Extracted data entries
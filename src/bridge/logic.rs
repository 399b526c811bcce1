use crate::discourse::{PostSummary, TopicSummary};
use crate::parsers::{CookedOptions, escape_html, render_cooked};
use crate::parsers::common::visible_len;
use crate::telegram::MEDIA_GROUP_LIMIT;
use crate::telegram::types::Sticker;

use super::settings::Author;

pub(crate) const NO_TEXT_NOTICE: &str = "No text detected.";
pub(crate) const VIDEO_NOTICE: &str = "\n[video] Forwarding videos is not supported yet.";
pub(crate) const JOIN_VERIFICATION_MESSAGE: &str = "(Request to join telegram group)";
pub(crate) const SOURCE_NOT_FOUND_NOTICE: &str =
    "Source post not found. Its link may have expired or the bot was restarted.";
pub(crate) const SHUT_UP: &str = "shut up";

const POST_SEPARATOR: &str = "\n------------\n";

/// Which forum surface Telegram content is rendered for.
#[derive(Debug, Clone, Copy, PartialEq, Eq)]
pub enum RenderPath {
    Post,
    Chat,
}

/// Outbound Telegram calls for one forum message.
#[derive(Debug, Clone, PartialEq, Eq)]
pub enum MediaPlan {
    Text {
        text: String,
    },
    Photo {
        photo: String,
        caption: String,
    },
    /// Text first, then the images in albums of at most [`MEDIA_GROUP_LIMIT`].
    TextWithAlbums {
        text: String,
        albums: Vec<Vec<String>>,
    },
}

impl MediaPlan {
    #[cfg(test)]
    pub fn albums(&self) -> &[Vec<String>] {
        match self {
            MediaPlan::TextWithAlbums { albums, .. } => albums,
            _ => &[],
        }
    }
}

pub(crate) fn plan_media(text: String, images: Vec<String>) -> MediaPlan {
    match images.len() {
        0 => MediaPlan::Text { text },
        1 => MediaPlan::Photo {
            photo: images.into_iter().next().unwrap_or_default(),
            caption: text,
        },
        _ => MediaPlan::TextWithAlbums {
            text,
            albums: images
                .chunks(MEDIA_GROUP_LIMIT)
                .map(<[String]>::to_vec)
                .collect(),
        },
    }
}

/// Budget left for a body once `header` is prepended.
pub(crate) fn body_budget(limit: usize, header: &str) -> usize {
    limit.saturating_sub(visible_len(header))
}

pub(crate) fn post_header(
    forum_url: &str,
    username: &str,
    topic_id: i64,
    post_number: Option<i64>,
    title: &str,
) -> String {
    let mut link = format!("{forum_url}/t/-/{topic_id}");
    if let Some(number) = post_number {
        link.push_str(&format!("/{number}"));
    }
    format!(
        "<b>{} in <a href=\"{}\">{}</a></b>\n",
        escape_html(username),
        link,
        escape_html(title)
    )
}

pub(crate) fn chat_header(username: &str) -> String {
    format!("<b>{}</b>:\n", escape_html(username))
}

/// A new message repeats its author's name unless the same author sent the
/// previous message and this one is not a reply.
pub(crate) fn needs_header(last: Option<&Author>, author: &Author, is_reply: bool) -> bool {
    is_reply || last != Some(author)
}

pub(crate) fn attribution(name: &str, path: RenderPath) -> String {
    match path {
        RenderPath::Post => format!("**{name} replied from Telegram:**\n"),
        RenderPath::Chat => format!("**{name} in Telegram:**\n"),
    }
}

pub(crate) fn sticker_needs_link(sticker: &Sticker) -> bool {
    !sticker.is_animated
}

pub(crate) fn sticker_markdown(sticker: &Sticker, link: Option<&str>, path: RenderPath) -> String {
    let emoji = sticker.emoji.as_deref().unwrap_or_default();
    let link = link.unwrap_or_default();
    let is_video = sticker.is_video || link.ends_with(".webm");
    let is_animated = sticker.is_animated || link.ends_with(".tgs");

    match (path, is_video, is_animated) {
        (RenderPath::Post, true, _) => format!("\n![sticker|video]({link})"),
        (RenderPath::Chat, true, _) => format!("[(Telegram Sticker)]({link}){emoji}"),
        (RenderPath::Post, false, true) => format!(
            "[sticker {} {emoji}]",
            sticker.set_name.as_deref().unwrap_or_default()
        ),
        (RenderPath::Chat, false, true) => format!("[sticker]{emoji}"),
        (_, false, false) => format!("\n![sticker]({link})"),
    }
}

pub(crate) fn photo_markdown(link: &str) -> String {
    if link.ends_with(".webm") {
        format!("\n![photo|video]({link})")
    } else {
        format!("\n![photo]({link})")
    }
}

/// Body of the `/latest` and `/next` answers.
pub(crate) fn topic_list_message(topics: &[TopicSummary], categories: &[i64]) -> String {
    let lines: Vec<String> = topics
        .iter()
        .filter(|topic| {
            categories.is_empty()
                || topic
                    .category_id
                    .is_some_and(|category| categories.contains(&category))
        })
        .map(|topic| format!("/replyto_{} {}", topic.id, topic.title))
        .collect();

    let mut message = String::from("Use a command to reply:\n");
    if !lines.is_empty() {
        message.push_str(&lines.join("\n"));
        message.push('\n');
    }
    message.push_str("/next next page");
    message
}

/// Prompt listing the last posts of a topic; replying to it posts there.
pub(crate) fn recent_posts_message(
    forum_url: &str,
    topic_id: i64,
    title: &str,
    posts: &[PostSummary],
    max_length: usize,
) -> String {
    let recent = &posts[posts.len().saturating_sub(3)..];
    let options = CookedOptions {
        max_length: max_length / recent.len().max(1),
        base_url: Some(forum_url.to_string()),
        ..CookedOptions::default()
    };
    let rendered: Vec<String> = recent
        .iter()
        .map(|post| {
            format!(
                "<b>{}</b>:\n{}",
                escape_html(&post.username),
                render_cooked(&post.cooked, &options).trim()
            )
        })
        .collect();

    format!(
        "<a href=\"{forum_url}/t/-/{topic_id}\">{}</a> latest posts:{POST_SEPARATOR}{}{POST_SEPARATOR}Reply to this message to post in this topic:",
        escape_html(title),
        rendered.join(POST_SEPARATOR)
    )
}

pub(crate) fn join_request_notice(name: &str, text: &str) -> String {
    format!("New user waiting to join: {name}\nMessage: {text}")
}

pub(crate) fn toggle_notice(feature: &str, enabled: bool) -> String {
    format!(
        "{} {feature}.",
        if enabled { "Enabled" } else { "Disabled" }
    )
}

#[cfg(test)]
mod tests {
    use test_case::test_case;

    use super::{
        MediaPlan, RenderPath, attribution, needs_header, plan_media, post_header,
        recent_posts_message, sticker_markdown, topic_list_message,
    };
    use crate::bridge::settings::Author;
    use crate::discourse::{PostSummary, TopicSummary};
    use crate::telegram::types::Sticker;

    fn images(count: usize) -> Vec<String> {
        (0..count)
            .map(|i| format!("https://forum.example.org/uploads/{i}.png"))
            .collect()
    }

    #[test]
    fn plans_text_photo_or_albums() {
        assert_eq!(
            plan_media("hi".to_string(), Vec::new()),
            MediaPlan::Text { text: "hi".to_string() }
        );
        assert!(matches!(
            plan_media("hi".to_string(), images(1)),
            MediaPlan::Photo { ref caption, .. } if caption == "hi"
        ));

        let plan = plan_media("hi".to_string(), images(23));
        let sizes: Vec<usize> = plan.albums().iter().map(Vec::len).collect();
        assert_eq!(sizes, vec![10, 10, 3]);
    }

    #[test]
    fn header_is_omitted_for_consecutive_messages() {
        let ann = Author::Forum("ann".to_string());
        assert!(needs_header(None, &ann, false));
        assert!(!needs_header(Some(&ann), &ann, false));
        assert!(needs_header(Some(&ann), &ann, true));
        assert!(needs_header(Some(&Author::Telegram(1)), &ann, false));
    }

    #[test]
    fn post_header_links_the_post() {
        assert_eq!(
            post_header("https://f.org", "a<b", 4, Some(2), "T & C"),
            "<b>a&lt;b in <a href=\"https://f.org/t/-/4/2\">T &amp; C</a></b>\n"
        );
    }

    #[test]
    fn attribution_wording_depends_on_path() {
        assert_eq!(attribution("Ann", RenderPath::Post), "**Ann replied from Telegram:**\n");
        assert_eq!(attribution("Ann", RenderPath::Chat), "**Ann in Telegram:**\n");
    }

    fn sticker(is_animated: bool, is_video: bool) -> Sticker {
        Sticker {
            file_id: "f".to_string(),
            emoji: Some("😀".to_string()),
            set_name: Some("cats".to_string()),
            is_animated,
            is_video,
        }
    }

    #[test_case(false, false, RenderPath::Post, "\n![sticker](L)" ; "static post")]
    #[test_case(false, true, RenderPath::Post, "\n![sticker|video](L)" ; "video post")]
    #[test_case(true, false, RenderPath::Post, "[sticker cats 😀]" ; "animated post")]
    #[test_case(false, true, RenderPath::Chat, "[(Telegram Sticker)](L)😀" ; "video chat")]
    #[test_case(true, false, RenderPath::Chat, "[sticker]😀" ; "animated chat")]
    fn renders_stickers(is_animated: bool, is_video: bool, path: RenderPath, expected: &str) {
        assert_eq!(
            sticker_markdown(&sticker(is_animated, is_video), Some("L"), path),
            expected
        );
    }

    #[test]
    fn topic_list_filters_categories() {
        let topics = vec![
            TopicSummary { id: 1, title: "One".to_string(), category_id: Some(4) },
            TopicSummary { id: 2, title: "Two".to_string(), category_id: Some(5) },
        ];
        assert_eq!(
            topic_list_message(&topics, &[4]),
            "Use a command to reply:\n/replyto_1 One\n/next next page"
        );
        assert!(topic_list_message(&topics, &[]).contains("/replyto_2 Two"));
    }

    #[test]
    fn recent_posts_keeps_last_three() {
        let posts: Vec<PostSummary> = (0..5)
            .map(|i| PostSummary {
                username: format!("u{i}"),
                cooked: format!("<p>post {i}</p>"),
            })
            .collect();
        let message = recent_posts_message("https://f.org", 9, "Topic", &posts, 3000);
        assert!(message.starts_with("<a href=\"https://f.org/t/-/9\">Topic</a>"));
        assert!(!message.contains("u1"));
        assert!(message.contains("<b>u2</b>:\npost 2"));
        assert!(message.ends_with("Reply to this message to post in this topic:"));
    }
}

EXERCISE PROMPT - Copy down each line in the entries that has the word "page".

RESPONSE TO THE EXERCISE -
    message.push_str("/next next page");
            "Use a command to reply:\n/replyto_1 One\n/next next page"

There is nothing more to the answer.